It’s already been 3 months since our last photo workshop, before the pandemic became part of our reality and changed all this year planning.
At the end of February, with a small group of passionate photographers and travelers, we visited the north part of Argentina, in the province of Jujuy and Salta, during the Carnival celebrations. A fantastic trip in itself at any time of the year, which becomes even more magical at that period.
The celebration in the north goes on day and night, the enthusiasm of the local people is contagious. It is forbidden not to share and celebrate the cult of Pachamama (Mother Earth), with roots in the Inca mythology.
For 6 days, accompanied by a local guide from the native communities, we travelled far and wide in the area of the “Quebrada the Humahuaca”, stopping along the way in the small mountain villages, where we were warmly welcomed by local people and had the opportunity to learn about their ancient customs.
Dancing and drinking with them, listening to the “copleros”, with a voice accompanied by the sound of the the “Caja Chayera” instrument, a repetitive rhythm lead mostly by the elder people of the village that enters the soul and makes you feel part of their culture.
During the photographic journey, in addition to documenting local customs and portraying faces with typical northern lineaments, we also dedicated ourselves to the wonderful landscapes: the “Salinas Grandes”, 212 km² of white salt-flats at 3450 meters above sea level and an incredible night-time experience on the Hornocal, the mountain of 14 colours. Only a few years ago the indigenous communities opened to the public the possibility to visit the Hornocal, once there, at 4761 meters above sea level, a breathtaking view opens up.
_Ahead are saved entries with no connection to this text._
use super::{CONTEXT, MEASURE_ID, TARGET_GROUP};
use crate::envelope::{Envelope, Payload};
use crate::model_event::ModelEvent;
use bon::bon;
use event_model_macros::model_event;
use serde_json::Value;

/// 请求部署某项措施
#[model_event(
    model_id = "measureRequested",
    category = Service,
    required = ["measureId", "targetGroup"]
)]
pub struct MeasureRequestedEvent;

#[bon]
impl MeasureRequestedEvent {
    #[builder(on(String, into))]
    pub fn new(
        #[builder(default = Envelope::generate_id())] id: String,
        measure_id: String,
        target_group: String,
        context: Option<Payload>,
    ) -> Self {
        let envelope = Envelope::new(id, Self::MODEL_ID, Self::CATEGORY)
            .with_entry(MEASURE_ID, Some(Value::String(measure_id)))
            .with_entry(TARGET_GROUP, Some(Value::String(target_group)))
            .with_entry(CONTEXT, context.map(Value::Object));
        Self { envelope }
    }

    pub fn measure_id(&self) -> Option<&str> {
        self.envelope.payload_str(MEASURE_ID)
    }

    pub fn target_group(&self) -> Option<&str> {
        self.envelope.payload_str(TARGET_GROUP)
    }

    /// 执行上下文，未设置时为 `None`
    pub fn context(&self) -> Option<&Payload> {
        self.envelope.payload_map(CONTEXT)
    }
}
use quote::ToTokens;
use syn::{Attribute, Field, FieldsNamed, Token, Type, punctuated::Punctuated};

// 提取非 derive 属性与已有 derive 列表
pub(crate) fn split_derives(attrs: &[Attribute]) -> (Vec<Attribute>, Vec<syn::Path>) {
    let mut retained = Vec::new();
    let mut existing = Vec::new();
    for attr in attrs.iter() {
        if attr.path().is_ident("derive") {
            if let Ok(list) = attr.parse_args_with(
                syn::punctuated::Punctuated::<syn::Path, Token![,]>::parse_terminated,
            ) {
                existing.extend(list);
            }
        } else {
            retained.push(attr.clone());
        }
    }
    (retained, existing)
}

// 合并默认与已有 derive（去重，优先保留 required）
pub(crate) fn merge_derives(existing: Vec<syn::Path>, required: Vec<syn::Path>) -> Attribute {
    let mut seen = std::collections::HashSet::<String>::new();
    let mut final_list: Vec<syn::Path> = Vec::new();
    let mut push_unique = |p: syn::Path| {
        if seen.insert(derive_key(&p)) {
            final_list.push(p);
        }
    };
    for p in required {
        push_unique(p);
    }
    for p in existing {
        push_unique(p);
    }
    syn::parse_quote!(#[derive(#(#final_list),*)])
}

// 归一化 derive 的 key，避免 Debug/std::fmt::Debug 重复
pub(crate) fn derive_key(p: &syn::Path) -> String {
    match p.segments.last() {
        Some(last) => last.ident.to_string(),
        None => p.to_token_stream().to_string(),
    }
}

// 直接在 attrs 上应用默认派生合并
pub(crate) fn apply_derives(attrs: &mut Vec<Attribute>, required: Vec<syn::Path>) {
    let (retained, existing) = split_derives(attrs);
    let merged = merge_derives(existing, required);
    *attrs = std::iter::once(merged).chain(retained).collect();
}

/// 确保具名字段结构体包含所需字段，并按给定顺序置于最前
/// - 已存在的字段复用原定义（保留可见性与属性）
/// - 其余字段保持原始相对顺序
pub(crate) fn ensure_leading_fields(fields_named: &mut FieldsNamed, required: &[(&str, &Type)]) {
    let old_named = fields_named.named.clone();
    let mut new_named: Punctuated<Field, Token![,]> = Punctuated::new();

    for (name, ty) in required.iter() {
        if let Some(existing) = old_named.iter().find(|f| is_named(f, name)) {
            new_named.push(existing.clone());
        } else {
            let ident = syn::Ident::new(name, proc_macro2::Span::call_site());
            let field: Field = syn::parse_quote! { #ident: #ty };
            new_named.push(field);
        }
    }

    for f in old_named.into_iter() {
        if !required.iter().any(|(n, _)| is_named(&f, n)) {
            new_named.push(f);
        }
    }

    fields_named.named = new_named;
}

pub(crate) fn is_named(field: &Field, name: &str) -> bool {
    field.ident.as_ref().map(|i| i == name).unwrap_or(false)
}
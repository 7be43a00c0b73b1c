use event_model::{Category, ModelEvent, model_event};

#[model_event(model_id = "userOffline", category = User, required = ["userId", "sessionId"])]
#[derive(Debug)]
pub struct UserOfflineEvent;

fn main() {
    assert_eq!(UserOfflineEvent::MODEL_ID, "userOffline");
    assert_eq!(UserOfflineEvent::CATEGORY, Category::User);
    assert_eq!(UserOfflineEvent::REQUIRED_FIELDS, &["userId", "sessionId"]);

    let content = serde_json::json!({
        "id": "u1",
        "modelId": "userOffline",
        "payload": { "userId": "alice", "sessionId": "s-1" }
    });
    let event = UserOfflineEvent::parse(content.as_object().unwrap()).unwrap();
    assert_eq!(event.id(), "u1");
    assert_eq!(event.clone(), event);
}
//! 内置事件变体
//!
//! 每个变体都是对 `Envelope` 的类型化包装，由 `#[model_event]` 生成判别符、类别与
//! 必填键声明；参数构造统一使用 `bon` 生成的 builder，`id` 缺省时自动生成。

mod field;
mod measure_completed;
mod measure_requested;
mod set_machine_data;
mod startup_complete;

pub use field::Field;
pub use measure_completed::MeasureCompletedEvent;
pub use measure_requested::MeasureRequestedEvent;
pub use set_machine_data::SetMachineDataEvent;
pub use startup_complete::StartupCompleteEvent;

// 载荷键
pub(crate) const MEASURE_ID: &str = "measureId";
pub(crate) const TARGET_GROUP: &str = "targetGroup";
pub(crate) const CONTEXT: &str = "context";
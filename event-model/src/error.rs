//! 事件模型统一错误定义
//!
//! 所有错误都属于“非法参数”一类：在构造时同步抛出，构造失败即不产生任何可用对象。
//! 变体仅用于区分失败原因（缺失字段、缺失判别符、嵌套记录非法、判别符不匹配等）。
//!
use thiserror::Error;

/// 统一错误类型（非法参数）
#[non_exhaustive]
#[derive(Debug, Clone, PartialEq, Eq, Error)]
pub enum EventError {
    // --- 信封/载荷 ---
    #[error("missing field: {field}")]
    MissingField { field: String },
    #[error("invalid field: {field}, expected {expected}")]
    InvalidField {
        field: String,
        expected: &'static str,
    },

    // --- 判别符 ---
    #[error("model id missing")]
    MissingModelId,
    #[error("invalid model id: expected={expected}, found={found}")]
    ModelIdMismatch { expected: String, found: String },
    #[error("unknown model id: {model_id}")]
    UnknownModelId { model_id: String },

    // --- 嵌套记录 ---
    #[error("invalid fields list: {reason}")]
    InvalidFieldsList { reason: String },
    #[error("invalid fields entry at index {index}: {source}")]
    InvalidFieldEntry {
        index: usize,
        #[source]
        source: Box<EventError>,
    },

    // --- 分发 ---
    #[error("model id already registered: {model_id}")]
    AlreadyRegistered { model_id: String },
    #[error("failed to instantiate {model_id}: {source}")]
    Instantiation {
        model_id: &'static str,
        #[source]
        source: Box<EventError>,
    },
}

impl EventError {
    pub(crate) fn missing(field: impl Into<String>) -> Self {
        EventError::MissingField {
            field: field.into(),
        }
    }

    pub(crate) fn invalid(field: impl Into<String>, expected: &'static str) -> Self {
        EventError::InvalidField {
            field: field.into(),
            expected,
        }
    }
}

/// 统一 Result 类型别名
pub type EventResult<T> = Result<T, EventError>;

#[cfg(test)]
mod tests {
    use super::*;

    // 嵌套错误的消息包含原始原因
    #[test]
    fn nested_messages_keep_cause() {
        let err = EventError::InvalidFieldEntry {
            index: 2,
            source: Box::new(EventError::missing("value")),
        };
        assert_eq!(
            err.to_string(),
            "invalid fields entry at index 2: missing field: value"
        );

        let err = EventError::Instantiation {
            model_id: "measureCompleted",
            source: Box::new(EventError::missing("measureId")),
        };
        assert_eq!(
            err.to_string(),
            "failed to instantiate measureCompleted: missing field: measureId"
        );
    }

    #[test]
    fn mismatch_names_both_ids() {
        let err = EventError::ModelIdMismatch {
            expected: "measureRequested".into(),
            found: "measureCompleted".into(),
        };
        let msg = err.to_string();
        assert!(msg.contains("measureRequested"));
        assert!(msg.contains("measureCompleted"));
    }
}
The photography highlight of the tour was certainly the “Descent of the Devils” from the mountain of Uquía, a spectacular and exciting moment, which was worth the hours of waiting among thousands of participants. Hundreds of colorful crazy devils come down from the rocky mountain, supported by the adrenaline of a vast public, dancing and playing with the people. The same event is repeated later in Maimará, in a different scenario, more difficult to photograph, but equally interesting and very energetic.
This year we are improving our offer, planning more exclusive travel experiences for photographers of any level with the Argentina Photo Workshops team, focusing on local culture and always in small groups. Providing off-the beaten track adventures involving local guides and unique photography itineraries.
Accompanied by the hope of participating in the next edition of the Northern Carnival, we continue to travel through the pages of a book or a photograph, until the moment when we can finally be able to relive the experience of the journey on our skin.
(Thanks to Eduardo Luparello, one of the participants, for sharing his selection of picture from the workshop with us.)